╭─ DATA SECTION

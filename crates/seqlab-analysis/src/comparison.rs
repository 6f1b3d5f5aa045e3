//! Comparison of an observed sequence with its synthetic counterpart.

use seqlab_stats::{
    correlation::{self, AutocorrelationProfile},
    descriptive::SummaryStatistics,
};

use crate::sample::StatisticsDeviations;

/// Verdict on how well a synthetic sequence reproduces the original.
#[derive(Debug, Clone, Copy, PartialEq, Eq, derive_more::Display)]
pub enum FitQuality {
    #[display("good")]
    Good,
    #[display("poor")]
    Poor,
}

impl FitQuality {
    /// Mean deviations below this bound, in percent, count as a good fit.
    pub const MEAN_DEVIATION_THRESHOLD: f64 = 5.0;

    fn from_mean_deviation(deviation: f64) -> Self {
        if deviation < Self::MEAN_DEVIATION_THRESHOLD {
            FitQuality::Good
        } else {
            FitQuality::Poor
        }
    }
}

/// Autocorrelation coefficients of both sequences at one lag.
#[derive(Debug, Clone, Copy)]
pub struct LagComparison {
    pub lag: usize,
    pub original: f64,
    pub generated: f64,
    pub absolute_difference: f64,
}

/// Side-by-side characteristics of an original and a synthetic sequence.
///
/// The deviation direction is fixed: the synthetic sequence is measured
/// against the original, never the other way around.
#[derive(Debug, Clone)]
pub struct SequenceComparison {
    /// Summary statistics of the original sequence.
    pub original: SummaryStatistics,
    /// Summary statistics of the synthetic sequence.
    pub generated: SummaryStatistics,
    /// Relative deviations of the synthetic statistics from the original
    /// ones, in percent.
    pub deviations: StatisticsDeviations,
    /// Autocorrelation coefficients of both sequences, paired by lag.
    pub autocorrelation: Vec<LagComparison>,
    /// Pearson correlation between the two sequences themselves.
    pub cross_correlation: f64,
    /// Verdict derived from the mean deviation.
    pub quality: FitQuality,
}

impl SequenceComparison {
    /// Compares a synthetic sequence against the original it was modelled
    /// on.
    ///
    /// Autocorrelation profiles are paired lag by lag; when the sequences
    /// differ in length the pairing stops at the shorter profile.
    ///
    /// # Arguments
    ///
    /// * `original` - The observed sequence
    /// * `generated` - The synthetic sequence
    /// * `max_lag` - The largest autocorrelation lag to compare
    ///
    /// # Returns
    ///
    /// * `Some(SequenceComparison)` - if both sequences are non-empty
    /// * `None` - if either sequence is empty
    #[must_use]
    pub fn new(original: &[f64], generated: &[f64], max_lag: usize) -> Option<Self> {
        let original_stats = SummaryStatistics::new(original)?;
        let generated_stats = SummaryStatistics::new(generated)?;
        let deviations = StatisticsDeviations::between(&generated_stats, &original_stats);

        let original_profile = AutocorrelationProfile::new(original, max_lag);
        let generated_profile = AutocorrelationProfile::new(generated, max_lag);
        let autocorrelation = original_profile
            .coefficients
            .iter()
            .zip(&generated_profile.coefficients)
            .map(|(original, generated)| LagComparison {
                lag: original.lag,
                original: original.coefficient,
                generated: generated.coefficient,
                absolute_difference: (original.coefficient - generated.coefficient).abs(),
            })
            .collect();

        Some(Self {
            original: original_stats,
            generated: generated_stats,
            deviations,
            autocorrelation,
            cross_correlation: correlation::pearson_correlation(original, generated),
            quality: FitQuality::from_mean_deviation(deviations.mean),
        })
    }
}

#[cfg(test)]
mod tests {
    use super::*;

    #[test]
    fn test_identical_sequences_compare_as_good() {
        let values = [4.0, 1.5, 7.2, 3.3, 9.1, 2.6, 5.8, 1.1];
        let comparison = SequenceComparison::new(&values, &values, 3).unwrap();
        assert_eq!(comparison.quality, FitQuality::Good);
        assert_eq!(comparison.deviations.mean, 0.0);
        assert_eq!(comparison.deviations.variance, 0.0);
        assert!((comparison.cross_correlation - 1.0).abs() < 1e-12);
        assert!(
            comparison
                .autocorrelation
                .iter()
                .all(|lag| lag.absolute_difference == 0.0)
        );
    }

    #[test]
    fn test_shifted_sequence_compares_as_poor() {
        // Shifting by 1 moves the mean from 5.5 to 6.5, an 18% deviation
        let original = (1..=10).map(f64::from).collect::<Vec<_>>();
        let generated = original.iter().map(|v| v + 1.0).collect::<Vec<_>>();
        let comparison = SequenceComparison::new(&original, &generated, 3).unwrap();
        assert_eq!(comparison.quality, FitQuality::Poor);
        assert!(comparison.deviations.mean > FitQuality::MEAN_DEVIATION_THRESHOLD);
        assert!((comparison.cross_correlation - 1.0).abs() < 1e-12);
    }

    #[test]
    fn test_quality_threshold_is_exclusive() {
        let original = [100.0, 100.0, 100.0, 100.0];
        let below = SequenceComparison::new(&original, &[104.0; 4], 2).unwrap();
        assert!((below.deviations.mean - 4.0).abs() < 1e-9);
        assert_eq!(below.quality, FitQuality::Good);

        // A deviation of exactly 5% is already outside the bound
        let at_threshold = SequenceComparison::new(&original, &[105.0; 4], 2).unwrap();
        assert!((at_threshold.deviations.mean - 5.0).abs() < 1e-9);
        assert_eq!(at_threshold.quality, FitQuality::Poor);
    }

    #[test]
    fn test_autocorrelation_pairs_stop_at_the_shorter_profile() {
        let original = [2.0, 4.0, 1.0, 5.0, 3.0, 6.0];
        let generated = [1.0, 3.0, 2.0, 4.0];
        let comparison = SequenceComparison::new(&original, &generated, 10).unwrap();
        assert_eq!(comparison.autocorrelation.len(), 3);
        assert_eq!(comparison.autocorrelation[0].lag, 1);
    }

    #[test]
    fn test_empty_operand_yields_no_comparison() {
        assert!(SequenceComparison::new(&[], &[1.0, 2.0], 3).is_none());
        assert!(SequenceComparison::new(&[1.0, 2.0], &[], 3).is_none());
    }

    #[test]
    fn test_quality_labels_render_lowercase() {
        assert_eq!(FitQuality::Good.to_string(), "good");
        assert_eq!(FitQuality::Poor.to_string(), "poor");
    }
}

╰─

*TRY IT:* The expected answer is each line of the records above that includes the string "observed".

*ANSWER:*
//! Comparison of an observed sequence with its synthetic counterpart.
    /// * `original` - The observed sequence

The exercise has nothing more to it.